• What the task requires
From the records below, extract only the lines running from the line with "pub password: Option<&'a" to the line with "plus the bytes.", both lines included, reproducing them exactly.

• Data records
########################################
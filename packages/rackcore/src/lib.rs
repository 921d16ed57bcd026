#![no_std]
#![allow(async_fn_in_trait)]

pub mod boot;
pub mod contract;
pub mod identity;
pub mod lifecycle;
pub mod mqtt;
pub mod platform;
pub mod retry;
pub mod selftest;
pub mod session;

#[cfg(test)]
pub(crate) mod testutil;

pub use boot::{maintain, run_boot, BootBudgets, BootConfig, BootSession, Capabilities, Services};
pub use lifecycle::StatusPhase;
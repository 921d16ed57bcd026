//! Minimal MQTT 3.1.1 codec.
//!
//! Covers exactly the traffic a status session needs: CONNECT/CONNACK,
//! a QoS 0 retained PUBLISH, SUBSCRIBE/SUBACK for host-side verification,
//! and the ping pair. Encoding writes into caller buffers; decoding borrows
//! from the receive buffer and reports how many bytes one packet consumed,
//! so partial reads can simply accumulate and retry.

pub const PACKET_CONNECT: u8 = 0x10;
pub const PACKET_CONNACK: u8 = 0x20;
pub const PACKET_PUBLISH: u8 = 0x30;
pub const PACKET_SUBACK: u8 = 0x90;
pub const PACKET_PINGRESP: u8 = 0xD0;

const FLAG_RETAIN: u8 = 0x01;
const FLAG_DUP: u8 = 0x08;
const SUBSCRIBE_FIXED: u8 = 0x82;
const CONNECT_FLAG_CLEAN_SESSION: u8 = 0x02;
const CONNECT_FLAG_PASSWORD: u8 = 0x40;
const CONNECT_FLAG_USERNAME: u8 = 0x80;
const REMAINING_LENGTH_MAX: usize = 268_435_455;

pub const PINGREQ_FRAME: [u8; 2] = [0xC0, 0x00];
pub const DISCONNECT_FRAME: [u8; 2] = [0xE0, 0x00];

/// CONNACK return code for an accepted session.
pub const CONNACK_ACCEPTED: u8 = 0x00;

#[derive(Clone, Copy, Debug, PartialEq, Eq)]
pub enum MqttError {
    BufferTooSmall,
    Malformed,
}

#[derive(Clone, Copy, Debug)]
pub struct ConnectOptions<'a> {
    pub client_id: &'a str,
    pub username: Option<&'a str>,
    pub password: Option<&'a str>,
    pub keep_alive_secs: u16,
}

struct Writer<'a> {
    buf: &'a mut [u8],
    len: usize,
}

impl<'a> Writer<'a> {
    fn new(buf: &'a mut [u8]) -> Self {
        Self { buf, len: 0 }
    }

    fn push(&mut self, byte: u8) -> Result<(), MqttError> {
        if self.len >= self.buf.len() {
            return Err(MqttError::BufferTooSmall);
        }
        self.buf[self.len] = byte;
        self.len += 1;
        Ok(())
    }

    fn extend(&mut self, bytes: &[u8]) -> Result<(), MqttError> {
        if self.len + bytes.len() > self.buf.len() {
            return Err(MqttError::BufferTooSmall);
        }
        self.buf[self.len..self.len + bytes.len()].copy_from_slice(bytes);
        self.len += bytes.len();
        Ok(())
    }

    fn push_u16(&mut self, value: u16) -> Result<(), MqttError> {
        self.extend(&value.to_be_bytes())
    }

    // UTF-8 string field: two-byte length prefix plus the bytes.
    fn push_str(&mut self, value: &str) -> Result<(), MqttError> {
        let len = u16::try_from(value.len()).map_err(|_| MqttError::Malformed)?;
        self.push_u16(len)?;
        self.extend(value.as_bytes())
    }
}

fn encode_remaining_length(writer: &mut Writer<'_>, mut value: usize) -> Result<(), MqttError> {
    if value > REMAINING_LENGTH_MAX {
        return Err(MqttError::Malformed);
    }
    loop {
        let mut byte = (value % 128) as u8;
        value /= 128;
        if value > 0 {
            byte |= 0x80;
        }
        writer.push(byte)?;
        if value == 0 {
            return Ok(());
        }
    }
}

/// Decodes a remaining-length varint. Returns `None` when more bytes are
/// needed, otherwise the value and how many bytes it occupied.
pub fn decode_remaining_length(buf: &[u8]) -> Result<Option<(usize, usize)>, MqttError> {
    let mut value = 0usize;
    for (index, &byte) in buf.iter().enumerate() {
        if index == 4 {
            return Err(MqttError::Malformed);
        }
        value |= ((byte & 0x7F) as usize) << (7 * index as u32);
        if byte & 0x80 == 0 {
            return Ok(Some((value, index + 1)));
        }
    }
    Ok(None)
}

fn string_field_len(value: &str) -> usize {
    2 + value.len()
}

/// Encodes a clean-session CONNECT packet. The password is only written
/// when a username is present, matching the 3.1.1 flag rules.
pub fn encode_connect(buf: &mut [u8], options: &ConnectOptions<'_>) -> Result<usize, MqttError> {
    let mut flags = CONNECT_FLAG_CLEAN_SESSION;
    let mut body_len = 10 + string_field_len(options.client_id);
    if let Some(username) = options.username {
        flags |= CONNECT_FLAG_USERNAME;
        body_len += string_field_len(username);
        if let Some(password) = options.password {
            flags |= CONNECT_FLAG_PASSWORD;
            body_len += string_field_len(password);
        }
    }

    let mut writer = Writer::new(buf);
    writer.push(PACKET_CONNECT)?;
    encode_remaining_length(&mut writer, body_len)?;
    writer.push_str("MQTT")?;
    writer.push(0x04)?; // protocol level 3.1.1
    writer.push(flags)?;
    writer.push_u16(options.keep_alive_secs)?;
    writer.push_str(options.client_id)?;
    if let Some(username) = options.username {
        writer.push_str(username)?;
        if let Some(password) = options.password {
            writer.push_str(password)?;
        }
    }
    Ok(writer.len)
}

/// Encodes a QoS 0 PUBLISH with the retain flag set. QoS 0 carries no
/// packet identifier.
pub fn encode_publish_retained(
    buf: &mut [u8],
    topic: &str,
    payload: &[u8],
) -> Result<usize, MqttError> {
    let body_len = string_field_len(topic) + payload.len();
    let mut writer = Writer::new(buf);
    writer.push(PACKET_PUBLISH | FLAG_RETAIN)?;
    encode_remaining_length(&mut writer, body_len)?;
    writer.push_str(topic)?;
    writer.extend(payload)?;
    Ok(writer.len)
}

/// Encodes a single-filter SUBSCRIBE at QoS 0.
pub fn encode_subscribe(
    buf: &mut [u8],
    packet_id: u16,
    topic_filter: &str,
) -> Result<usize, MqttError> {
    let body_len = 2 + string_field_len(topic_filter) + 1;
    let mut writer = Writer::new(buf);
    writer.push(SUBSCRIBE_FIXED)?;
    encode_remaining_length(&mut writer, body_len)?;
    writer.push_u16(packet_id)?;
    writer.push_str(topic_filter)?;
    writer.push(0x00)?;
    Ok(writer.len)
}

#[derive(Clone, Copy, Debug, PartialEq, Eq)]
pub enum Packet<'a> {
    Connack {
        session_present: bool,
        return_code: u8,
    },
    Suback {
        packet_id: u16,
        return_code: u8,
    },
    Publish {
        topic: &'a str,
        payload: &'a [u8],
        retained: bool,
        duplicate: bool,
    },
    Pingresp,
    Other {
        packet_type: u8,
    },
}

/// Decodes one packet from the front of `buf`. `Ok(None)` means the buffer
/// does not yet hold a complete packet; otherwise the packet and the number
/// of bytes it consumed are returned.
pub fn decode(buf: &[u8]) -> Result<Option<(Packet<'_>, usize)>, MqttError> {
    if buf.is_empty() {
        return Ok(None);
    }
    let first = buf[0];
    let (remaining, varint_len) = match decode_remaining_length(&buf[1..])? {
        Some(decoded) => decoded,
        None => return Ok(None),
    };
    let header_len = 1 + varint_len;
    let total = header_len + remaining;
    if buf.len() < total {
        return Ok(None);
    }
    let body = &buf[header_len..total];

    let packet = match first & 0xF0 {
        PACKET_CONNACK => {
            if body.len() != 2 {
                return Err(MqttError::Malformed);
            }
            Packet::Connack {
                session_present: body[0] & 0x01 != 0,
                return_code: body[1],
            }
        }
        PACKET_SUBACK => {
            if body.len() < 3 {
                return Err(MqttError::Malformed);
            }
            Packet::Suback {
                packet_id: u16::from_be_bytes([body[0], body[1]]),
                return_code: body[2],
            }
        }
        PACKET_PUBLISH => parse_publish(first, body)?,
        PACKET_PINGRESP => Packet::Pingresp,
        _ => Packet::Other {
            packet_type: first >> 4,
        },
    };
    Ok(Some((packet, total)))
}

fn parse_publish(first: u8, body: &[u8]) -> Result<Packet<'_>, MqttError> {
    let qos = (first >> 1) & 0x03;
    if qos == 3 {
        return Err(MqttError::Malformed);
    }
    if body.len() < 2 {
        return Err(MqttError::Malformed);
    }
    let topic_len = u16::from_be_bytes([body[0], body[1]]) as usize;
    let mut offset = 2 + topic_len;
    if body.len() < offset {
        return Err(MqttError::Malformed);
    }
    let topic = core::str::from_utf8(&body[2..offset]).map_err(|_| MqttError::Malformed)?;
    if qos > 0 {
        if body.len() < offset + 2 {
            return Err(MqttError::Malformed);
        }
        offset += 2;
    }
    Ok(Packet::Publish {
        topic,
        payload: &body[offset..],
        retained: first & FLAG_RETAIN != 0,
        duplicate: first & FLAG_DUP != 0,
    })
}
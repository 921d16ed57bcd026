//! Boot contract rendering.
//!
//! The contract is a single JSON object with a fixed key order and no
//! whitespace, so host-side tooling can match it byte-for-byte:
//!
//! `{"device":...,"fw":...,"target":...,"selftest":...[,"err":...][,"ts":...]}`
//!
//! The serial form omits `ts`; the broker form carries it. `err` appears
//! exactly when the self-test failed.

use core::fmt::Write as _;

use crate::selftest::SelfTestReport;

/// Device id, version, target name, and the error code all stay short;
/// 192 bytes holds the longest contract with room to spare.
pub const CONTRACT_MAX: usize = 192;

pub type ContractLine = heapless::String<CONTRACT_MAX>;

/// Everything the renderer needs. Field values must not contain `"` or
/// `\`; identities, versions, and target names never do.
#[derive(Clone, Copy, Debug)]
pub struct ContractInputs<'a> {
    pub device: &'a str,
    pub fw_version: &'a str,
    pub target: &'a str,
    pub selftest: &'a SelfTestReport,
}

/// Renders the serial variant, without a timestamp.
pub fn render_serial(inputs: &ContractInputs<'_>) -> ContractLine {
    render(inputs, None)
}

/// Renders the broker variant with the given timestamp in seconds.
pub fn render_with_timestamp(inputs: &ContractInputs<'_>, ts_seconds: u64) -> ContractLine {
    render(inputs, Some(ts_seconds))
}

fn render(inputs: &ContractInputs<'_>, ts_seconds: Option<u64>) -> ContractLine {
    let mut line = ContractLine::new();
    let selftest = if inputs.selftest.passed { "pass" } else { "fail" };
    let _ = write!(
        line,
        "{{\"device\":\"{}\",\"fw\":\"{}\",\"target\":\"{}\",\"selftest\":\"{}\"",
        inputs.device, inputs.fw_version, inputs.target, selftest
    );
    if !inputs.selftest.passed {
        if let Some(code) = inputs.selftest.error {
            let _ = write!(line, ",\"err\":\"{}\"", code.as_str());
        }
    }
    if let Some(ts) = ts_seconds {
        let _ = write!(line, ",\"ts\":{ts}");
    }
    let _ = line.push('}');
    line
}

#[cfg(test)]
mod tests {
    use super::*;

    fn inputs<'a>(report: &'a SelfTestReport) -> ContractInputs<'a> {
        ContractInputs {
            device: "esp32-aabbccddeeff",
            fw_version: "1.0.0",
            target: "s3",
            selftest: report,
        }
    }

    #[test]
    fn serial_failure_contract_is_exact() {
        let report = SelfTestReport::fail();
        let line = render_serial(&inputs(&report));
        assert_eq!(
            line.as_str(),
            "{\"device\":\"esp32-aabbccddeeff\",\"fw\":\"1.0.0\",\"target\":\"s3\",\"selftest\":\"fail\",\"err\":\"SELFTEST_FAIL\"}"
        );
    }

    #[test]
    fn serial_pass_contract_omits_err_and_ts() {
        let report = SelfTestReport::pass();
        let line = render_serial(&inputs(&report));
        assert_eq!(
            line.as_str(),
            "{\"device\":\"esp32-aabbccddeeff\",\"fw\":\"1.0.0\",\"target\":\"s3\",\"selftest\":\"pass\"}"
        );
    }

    #[test]
    fn broker_contract_appends_ts_last() {
        let report = SelfTestReport::pass();
        let line = render_with_timestamp(&inputs(&report), 42);
        assert_eq!(
            line.as_str(),
            "{\"device\":\"esp32-aabbccddeeff\",\"fw\":\"1.0.0\",\"target\":\"s3\",\"selftest\":\"pass\",\"ts\":42}"
        );
    }

    #[test]
    fn broker_failure_contract_keeps_err_before_ts() {
        let report = SelfTestReport::fail();
        let line = render_with_timestamp(&inputs(&report), 7);
        assert_eq!(
            line.as_str(),
            "{\"device\":\"esp32-aabbccddeeff\",\"fw\":\"1.0.0\",\"target\":\"s3\",\"selftest\":\"fail\",\"err\":\"SELFTEST_FAIL\",\"ts\":7}"
        );
    }

    #[test]
    fn key_order_is_stable_for_placeholder_identity() {
        let report = SelfTestReport::pass();
        let line = render_serial(&ContractInputs {
            device: "p4-placeholder",
            fw_version: "unknown",
            target: "p4",
            selftest: &report,
        });
        assert_eq!(
            line.as_str(),
            "{\"device\":\"p4-placeholder\",\"fw\":\"unknown\",\"target\":\"p4\",\"selftest\":\"pass\"}"
        );
    }
}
########################################
• Exercise result
    pub password: Option<&'a str>,
    pub keep_alive_secs: u16,
}

struct Writer<'a> {
    buf: &'a mut [u8],
    len: usize,
}

impl<'a> Writer<'a> {
    fn new(buf: &'a mut [u8]) -> Self {
        Self { buf, len: 0 }
    }

    fn push(&mut self, byte: u8) -> Result<(), MqttError> {
        if self.len >= self.buf.len() {
            return Err(MqttError::BufferTooSmall);
        }
        self.buf[self.len] = byte;
        self.len += 1;
        Ok(())
    }

    fn extend(&mut self, bytes: &[u8]) -> Result<(), MqttError> {
        if self.len + bytes.len() > self.buf.len() {
            return Err(MqttError::BufferTooSmall);
        }
        self.buf[self.len..self.len + bytes.len()].copy_from_slice(bytes);
        self.len += bytes.len();
        Ok(())
    }

    fn push_u16(&mut self, value: u16) -> Result<(), MqttError> {
        self.extend(&value.to_be_bytes())
    }

    // UTF-8 string field: two-byte length prefix plus the bytes.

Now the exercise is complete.